はじめに
ScarthgapからVS Codeを使用してプログラムをデバッグする機能が実装された。 この機能を使用すると、VS Codeで実機上のプログラムにブレークポイントを貼ったり変数を見たり、 ソースコードでレベルのデバッグが可能となる。
ユーザーランドのプログラムが対象となる。
C/C++のみならず、Pythonのプログラムもデバッグできることが確認できているが 今回はC++のプログラムを試す。
環境構築
作業ディレクトリ
作業ディレクトリを作成する。
$ mkdir -p ~/yocto/scarthgap $ cd ~/yocto/scarthgap
Pokyの取得
scarthgapブランチの最新を使用する場合は下記。
$ git clone git://git.yoctoproject.org/poky.git -b scarthgap
リリースされたタグのバージョンを使用する場合は下記。
$ git clone git://git.yoctoproject.org/poky.git $ git fetch --tags $ git checkout -b tags/scarthgap-5.0.2 scarthgap-5.0.2
local.confの修正
qemuのための設定
MACHINE ?= "qemuarm64" INIT_MANAGER ?= "systemd" DL_DIR ?= "${TOPDIR}/../downloads" QB_OPT_APPEND:append = " -echr 0x14"
2.4.3 devtool ide-sdk configures IDEs for the extensible SDKにあるデバッグのための設定
# Build the companion debug file system IMAGE_GEN_DEBUGFS = "1" # Optimize build time: with devtool ide-sdk the dbg tar is not needed IMAGE_FSTYPES_DEBUGFS = "" # Without copying the binaries into roofs-dbg, GDB does not find all source files.
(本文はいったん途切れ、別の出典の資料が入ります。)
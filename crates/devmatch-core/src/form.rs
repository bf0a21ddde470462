//! # Form Module
//!
//! Whole-form validation for project creation.
//!
//! Every violated rule is collected; nothing short-circuits across fields.
//! Errors come out in checking order: identity, title, description, tech
//! stacks, team size, duration.

use crate::model::{ProjectCreateRequest, UserId};
use crate::tags::{TechStackTags, is_allowed_char};
use crate::{MAX_CONTENT_LEN, MAX_DESCRIPTION_LEN, MAX_TECH_NAME_LEN, MAX_TECH_STACKS, MAX_TITLE_LEN};
use std::fmt;
use thiserror::Error;

/// Suggested project durations, in weeks.
pub const DURATION_OPTIONS: [u32; 7] = [1, 2, 4, 8, 12, 24, 52];

/// Duration a fresh draft starts with.
pub const DEFAULT_DURATION_WEEKS: i64 = 4;

// =============================================================================
// ERRORS
// =============================================================================

/// A single violated form rule.
#[derive(Debug, Clone, PartialEq, Eq, Error)]
pub enum ValidationError {
    #[error("login is required")]
    NotAuthenticated,

    #[error("project title is required")]
    TitleEmpty,

    #[error("project title must be at most {} characters", MAX_TITLE_LEN)]
    TitleTooLong,

    #[error("project description is required")]
    DescriptionEmpty,

    #[error("project description must be at most {} characters", MAX_DESCRIPTION_LEN)]
    DescriptionTooLong,

    #[error("at least one tech stack is required")]
    TechStacksEmpty,

    #[error("at most {} tech stacks are allowed", MAX_TECH_STACKS)]
    TooManyTechStacks,

    #[error("tech stack list contains a blank entry")]
    BlankTechStack,

    #[error("tech stack '{0}' is longer than {max} characters", max = MAX_TECH_NAME_LEN)]
    TechStackTooLong(String),

    #[error("tech stack '{0}' contains characters that are not allowed")]
    TechStackInvalidCharacters(String),

    #[error("tech stack '{0}' is listed more than once")]
    DuplicateTechStack(String),

    #[error("team size must be at least 1")]
    TeamSizeTooSmall,

    #[error("duration must be at least 1 week")]
    DurationTooShort,

    #[error("content is required")]
    ContentEmpty,

    #[error("content must be at most {} characters", MAX_CONTENT_LEN)]
    ContentTooLong,
}

/// Every rule a submission violated, in checking order.
#[derive(Debug, Clone, Default, PartialEq, Eq)]
pub struct ValidationErrors(Vec<ValidationError>);

impl ValidationErrors {
    pub fn new() -> Self {
        Self::default()
    }

    pub fn push(&mut self, error: ValidationError) {
        self.0.push(error);
    }

    pub fn is_empty(&self) -> bool {
        self.0.is_empty()
    }

    pub fn len(&self) -> usize {
        self.0.len()
    }

    pub fn contains(&self, error: &ValidationError) -> bool {
        self.0.contains(error)
    }

    pub fn as_slice(&self) -> &[ValidationError] {
        &self.0
    }

    pub fn into_vec(self) -> Vec<ValidationError> {
        self.0
    }
}

impl From<ValidationError> for ValidationErrors {
    fn from(error: ValidationError) -> Self {
        Self(vec![error])
    }
}

impl fmt::Display for ValidationErrors {
    fn fmt(&self, f: &mut fmt::Formatter<'_>) -> fmt::Result {
        write!(f, "invalid input:")?;
        for error in &self.0 {
            write!(f, "\n  - {}", error)?;
        }
        Ok(())
    }
}

impl std::error::Error for ValidationErrors {}

// =============================================================================
// DRAFT
// =============================================================================

/// The project creation form before submission.
#[derive(Debug, Clone, PartialEq, Eq)]
pub struct ProjectDraft {
    pub title: String,
    pub description: String,
    pub tech_stacks: TechStackTags,
    pub team_size: i64,
    pub duration_weeks: i64,
}

impl Default for ProjectDraft {
    fn default() -> Self {
        Self {
            title: String::new(),
            description: String::new(),
            tech_stacks: TechStackTags::new(),
            team_size: 1,
            duration_weeks: DEFAULT_DURATION_WEEKS,
        }
    }
}

impl ProjectDraft {
    #[must_use]
    pub fn new() -> Self {
        Self::default()
    }

    /// Check the whole form. `creator` is the signed-in user, if any.
    pub fn validate(&self, creator: Option<UserId>) -> ValidationErrors {
        let mut errors = ValidationErrors::new();

        if creator.is_none() {
            errors.push(ValidationError::NotAuthenticated);
        }

        if self.title.trim().is_empty() {
            errors.push(ValidationError::TitleEmpty);
        } else if self.title.chars().count() > MAX_TITLE_LEN {
            errors.push(ValidationError::TitleTooLong);
        }

        if self.description.trim().is_empty() {
            errors.push(ValidationError::DescriptionEmpty);
        } else if self.description.chars().count() > MAX_DESCRIPTION_LEN {
            errors.push(ValidationError::DescriptionTooLong);
        }

        let tags = self.tech_stacks.as_slice();
        if tags.is_empty() {
            errors.push(ValidationError::TechStacksEmpty);
        } else if tags.len() > MAX_TECH_STACKS {
            errors.push(ValidationError::TooManyTechStacks);
        } else if let Some(error) = tags
            .iter()
            .find_map(|t| check_listed_tag(t))
            .or_else(|| first_duplicate(tags))
        {
            errors.push(error);
        }

        if self.team_size < 1 {
            errors.push(ValidationError::TeamSizeTooSmall);
        }
        if self.duration_weeks < 1 {
            errors.push(ValidationError::DurationTooShort);
        }

        errors
    }

    /// Validate and build the request body.
    ///
    /// Title and description are submitted trimmed; tags go as an array.
    pub fn into_request(
        self,
        creator: Option<UserId>,
    ) -> Result<ProjectCreateRequest, ValidationErrors> {
        let errors = self.validate(creator);
        let Some(user_id) = creator else {
            return Err(errors);
        };
        if !errors.is_empty() {
            return Err(errors);
        }
        Ok(ProjectCreateRequest {
            user_id,
            title: self.title.trim().to_string(),
            description: self.description.trim().to_string(),
            tech_stacks: self.tech_stacks.into_vec(),
            team_size: u32::try_from(self.team_size).unwrap_or(u32::MAX),
            duration_weeks: u32::try_from(self.duration_weeks).unwrap_or(u32::MAX),
        })
    }
}

/// Re-check one already-listed tag, untrimmed.
fn check_listed_tag(tag: &str) -> Option<ValidationError> {
    if tag.trim().is_empty() {
        return Some(ValidationError::BlankTechStack);
    }
    if tag.chars().count() > MAX_TECH_NAME_LEN {
        return Some(ValidationError::TechStackTooLong(tag.to_string()));
    }
    if !tag.chars().all(is_allowed_char) {
        return Some(ValidationError::TechStackInvalidCharacters(tag.to_string()));
    }
    None
}

/// First tag that repeats an earlier one, ignoring case.
fn first_duplicate(tags: &[String]) -> Option<ValidationError> {
    tags.iter().enumerate().find_map(|(i, tag)| {
        let lower = tag.to_lowercase();
        tags[..i]
            .iter()
            .any(|earlier| earlier.to_lowercase() == lower)
            .then(|| ValidationError::DuplicateTechStack(tag.clone()))
    })
}

// =============================================================================
// CONTENT
// =============================================================================

/// Validate new project content. Returns the trimmed text to submit.
pub fn validate_content(raw: &str) -> Result<String, ValidationError> {
    let content = raw.trim();
    if content.is_empty() {
        return Err(ValidationError::ContentEmpty);
    }
    if content.chars().count() > MAX_CONTENT_LEN {
        return Err(ValidationError::ContentTooLong);
    }
    Ok(content.to_string())
}

// =============================================================================
// TESTS
// =============================================================================

#[cfg(test)]
mod tests {
    use super::*;

    fn valid_draft() -> ProjectDraft {
        let mut tags = TechStackTags::new();
        let _ = tags.add("Rust");
        let _ = tags.add("PostgreSQL");
        ProjectDraft {
            title: "Matching engine".into(),
            description: "Pair developers with projects".into(),
            tech_stacks: tags,
            team_size: 4,
            duration_weeks: 8,
        }
    }

    #[test]
    fn valid_draft_has_no_errors() {
        assert!(valid_draft().validate(Some(UserId(1))).is_empty());
    }

    #[test]
    fn collects_errors_in_checking_order() {
        let draft = ProjectDraft {
            title: String::new(),
            description: "x".repeat(2001),
            tech_stacks: TechStackTags::new(),
            ..ProjectDraft::default()
        };
        let errors = draft.validate(Some(UserId(1)));
        assert_eq!(
            errors.as_slice(),
            [
                ValidationError::TitleEmpty,
                ValidationError::DescriptionTooLong,
                ValidationError::TechStacksEmpty,
            ]
        );
    }

    #[test]
    fn missing_identity_comes_first() {
        let mut draft = valid_draft();
        draft.team_size = 0;
        draft.duration_weeks = -3;
        let errors = draft.validate(None);
        assert_eq!(
            errors.as_slice(),
            [
                ValidationError::NotAuthenticated,
                ValidationError::TeamSizeTooSmall,
                ValidationError::DurationTooShort,
            ]
        );
    }

    #[test]
    fn whitespace_title_counts_as_empty() {
        let mut draft = valid_draft();
        draft.title = "   ".into();
        assert!(draft.validate(Some(UserId(1))).contains(&ValidationError::TitleEmpty));
    }

    #[test]
    fn title_limit_is_two_hundred() {
        let mut draft = valid_draft();
        draft.title = "t".repeat(200);
        assert!(draft.validate(Some(UserId(1))).is_empty());
        draft.title = "t".repeat(201);
        assert_eq!(
            draft.validate(Some(UserId(1))).as_slice(),
            [ValidationError::TitleTooLong]
        );
    }

    #[test]
    fn only_first_bad_tag_is_reported() {
        let mut draft = valid_draft();
        draft.tech_stacks = TechStackTags::from_vec(vec![
            "Rust".into(),
            "C++!".into(),
            "x".repeat(31),
        ]);
        assert_eq!(
            draft.validate(Some(UserId(1))).as_slice(),
            [ValidationError::TechStackInvalidCharacters("C++!".into())]
        );
    }

    #[test]
    fn too_many_tags_loaded_from_elsewhere() {
        let mut draft = valid_draft();
        draft.tech_stacks =
            TechStackTags::from_vec((0..11).map(|i| format!("t{}", i)).collect());
        assert_eq!(
            draft.validate(Some(UserId(1))).as_slice(),
            [ValidationError::TooManyTechStacks]
        );
    }

    #[test]
    fn duplicate_tags_loaded_from_elsewhere() {
        let mut draft = valid_draft();
        draft.tech_stacks = TechStackTags::from_vec(vec!["Rust".into(), "rust".into()]);
        assert_eq!(
            draft.validate(Some(UserId(1))).as_slice(),
            [ValidationError::DuplicateTechStack("rust".into())]
        );
    }

    #[test]
    fn long_tag_message_names_tag_and_limit() {
        let err = ValidationError::TechStackTooLong("x".repeat(31));
        assert_eq!(
            err.to_string(),
            format!("tech stack '{}' is longer than 30 characters", "x".repeat(31))
        );
    }

    #[test]
    fn into_request_trims_text() {
        let mut draft = valid_draft();
        draft.title = "  Matching engine  ".into();
        let request = draft.into_request(Some(UserId(9)));
        assert!(request.is_ok());
        if let Ok(request) = request {
            assert_eq!(request.user_id, UserId(9));
            assert_eq!(request.title, "Matching engine");
            assert_eq!(request.tech_stacks, vec!["Rust", "PostgreSQL"]);
            assert_eq!(request.team_size, 4);
            assert_eq!(request.duration_weeks, 8);
        }
    }

    #[test]
    fn into_request_without_identity_fails() {
        let result = valid_draft().into_request(None);
        assert_eq!(
            result.map_err(|e| e.into_vec()),
            Err(vec![ValidationError::NotAuthenticated])
        );
    }

    #[test]
    fn display_lists_every_error() {
        let errors = ProjectDraft::new().validate(None);
        let text = errors.to_string();
        assert!(text.starts_with("invalid input:"));
        assert_eq!(text.lines().count(), errors.len() + 1);
    }

    #[test]
    fn content_is_trimmed_and_bounded() {
        assert_eq!(validate_content("  hello "), Ok("hello".to_string()));
        assert_eq!(validate_content(" \n "), Err(ValidationError::ContentEmpty));
        assert_eq!(
            validate_content(&"c".repeat(2001)),
            Err(ValidationError::ContentTooLong)
        );
    }
}
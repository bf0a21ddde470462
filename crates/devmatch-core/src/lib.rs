//! # DevMatch Core - The Logic
//!
//! Deterministic rules behind the DevMatch client.
//!
//! Everything here is pure: no async, no network, no file I/O. The SDK
//! (`devmatch-sdk`) moves these types over HTTP and the binary
//! (`apps/devmatch`) drives them from the command line.
//!
//! ## Modules
//!
//! ```text
//! model      REST resources, request bodies, the {msg, data} envelope
//! tags       tech-stack tag editor (trim, charset, capacity, dedup)
//! form       whole-form project validation, collected not short-circuited
//! scores     per-application score sheet, clamped to 1..=10
//! dashboard  dashboard counts and per-status project stats
//! filter     project list search
//! ```

pub mod dashboard;
pub mod filter;
pub mod form;
pub mod model;
pub mod scores;
pub mod tags;

pub use dashboard::{DashboardSummary, ProjectStats};
pub use filter::ProjectFilter;
pub use form::{ProjectDraft, ValidationError, ValidationErrors, validate_content};
pub use model::{
    AnalysisResult, ApiResponse, Application, ApplicationId, ApplicationStatus,
    ApplicationStatusUpdateRequest, LoginRequest, Project, ProjectApplyRequest,
    ProjectContentUpdateRequest, ProjectCreateRequest, ProjectId, ProjectStatus,
    ProjectStatusUpdateRequest, UnknownStatus, User, UserId,
};
pub use scores::{ScoreError, SkillLevel, TechScoreSheet, clamp_score};
pub use tags::{TagEditor, TagError, TechStackTags, validate_tech_name};

// =============================================================================
// LIMITS
// =============================================================================

/// Maximum number of tech-stack tags on a project.
pub const MAX_TECH_STACKS: usize = 10;

/// Maximum length of a single tech-stack name, in characters.
pub const MAX_TECH_NAME_LEN: usize = 30;

/// Maximum project title length, in characters.
pub const MAX_TITLE_LEN: usize = 200;

/// Maximum project description length, in characters.
pub const MAX_DESCRIPTION_LEN: usize = 2000;

/// Maximum project content length, in characters.
pub const MAX_CONTENT_LEN: usize = 2000;

/// Lowest self-assessment score.
pub const MIN_SCORE: u8 = 1;

/// Highest self-assessment score.
pub const MAX_SCORE: u8 = 10;

/// Score every declared tech stack starts with.
pub const DEFAULT_SCORE: u8 = 5;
IMAGE_CLASSES += "image-combined-dbg" # SSH is mandatory, no password simplifies the usage EXTRA_IMAGE_FEATURES += "\ ssh-server-openssh \ debug-tweaks \ " # Remote debugging needs gdbserver on the target device IMAGE_INSTALL:append = " gdbserver" # Add the recipes which should be modified to the image # Otherwise some dependencies might be missing. #IMAGE_INSTALL:append = " my-recipe"
ビルド
bitbakeを実行する。
$ source poky/oe-init-build-env $ bitbake core-image-minimal
QEMUの起動
別の端末でQEMUを起動する。
$ cd ~/yocto/scarthgap $ source poky/oe-init-build-env $ runqemu nographic
sshでリモートログインできることを確認する。
$ ssh root@192.168.7.2
鍵の変更
イメージをビルドし直したりすると以下のようなエラーになる。
@@@@@@@@@@@@@@@@@@@@@@@@@@@@@@@@@@@@@@@@@@@@@@@@@@@@@@@@@@@ @ WARNING: REMOTE HOST IDENTIFICATION HAS CHANGED! @ @@@@@@@@@@@@@@@@@@@@@@@@@@@@@@@@@@@@@@@@@@@@@@@@@@@@@@@@@@@ IT IS POSSIBLE THAT SOMEONE IS DOING SOMETHING NASTY! Someone could be eavesdropping on you right now (man-in-the-middle attack)! It is also possible that a host key has just been changed. The fingerprint for the ED25519 key sent by the remote host is SHA256:7KqOsjJ5UpIVp4+93opn8mKZpG1qE7foMbt26ItqmXA. Please contact your system administrator. Add correct host key in /home/mickey/.ssh/known_hosts to get rid of this message. Offending ECDSA key in /home/mickey/.ssh/known_hosts:41 remove with: ssh-keygen -f "/home/mickey/.ssh/known_hosts" -R "192.168.7.2" Host key for 192.168.7.2 has changed and you have requested strict checking. Host key verification failed.
下記のコマンドを実行して古い鍵情報を削除する。
$ ssh-keygen -f "/home/mickey/.ssh/known_hosts" -R "192.168.7.2"
VS Codeでのデバッグ
デバッグ対象プログラム
デバッグ対象のプログラムをworkspaceに展開する。
$ devtool add https://github.com/mickey-happygolucky/hello-autotools.git -B main
VS Codeの設定ファイル
$ devtool ide-sdk hello core-image-base --target root@192.168.7.2
パラメータは以下のようになっている。
$ devtool ide-sdk <プログラム> <イメージ> --target <ターゲットの接続情報>
デバッグ
VS Codeでプロジェクトを開く
$ code workspace/sources/hello/
以下のようなウィンドウが表示される。
ブレークポイント設定
画面左側のEXPLORER
からsrc/main.cpp
を選択する。
エディタに表示される行番号の左側をクリックするとブレークポイントを設定することができる。 今回は4行目にブレークポイントを設定する。
画面左側のデバッグアイコンをクリックする。
デバッグ開始をクリックする。
場合によっては以下のようにメッセージボックスが表示されるので気にせずキャンセルする。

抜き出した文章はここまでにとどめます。